BEGIN DATA RECORDS
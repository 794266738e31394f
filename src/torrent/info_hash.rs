use sha1::Digest;
use sha1::Sha1;

/// Computes the SHA-1 info-hash over the literal wire bytes of the `info`
/// value, as they appeared in the original metainfo file.
///
/// The hash must never be computed by re-encoding the parsed dictionary:
/// some producers emit `info` dictionary keys in non-canonical order, and a
/// re-encode through our own (correctly sorted) encoder would silently
/// produce a different, wrong hash for those files. `raw_info_bytes` is the
/// exact substring located by [`crate::bencode::decoder::decode_root_with_span`].
pub fn calculate_info_hash(raw_info_bytes: &[u8]) -> [u8; 20] {
    let mut hasher = Sha1::new();
    hasher.update(raw_info_bytes);
    let result = hasher.finalize();
    let mut info_hash = [0u8; 20];
    info_hash.copy_from_slice(&result[..]);
    info_hash
}

#[cfg(test)]
mod tests {
    use super::*;

    #[test]
    fn hashes_raw_bytes_directly() {
        let raw = b"d6:lengthi10e4:name4:teste";
        let hash = calculate_info_hash(raw);
        assert_eq!(hash.len(), 20);

        // Same bytes, same hash - the function must not depend on any
        // intermediate parsed representation.
        assert_eq!(hash, calculate_info_hash(raw));
    }

    #[test]
    fn reencoding_with_different_key_order_changes_the_hash() {
        // Two byte-for-byte-different encodings of "the same" dictionary
        // (one non-canonical key order) must hash differently, proving this
        // function is a pure byte hash and performs no canonicalization.
        let canonical = b"d4:name4:test6:lengthi10ee";
        let noncanonical = b"d6:lengthi10e4:name4:teste";
        assert_ne!(
            calculate_info_hash(canonical),
            calculate_info_hash(noncanonical)
        );
    }
}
END DATA RECORDS
◆ ACTIVITY ◆
The expected result is every line from the material above that includes "must".

◆ ANSWER AREA ◆
/// The hash must never be computed by re-encoding the parsed dictionary:
        // Same bytes, same hash - the function must not depend on any
        // (one non-canonical key order) must hash differently, proving this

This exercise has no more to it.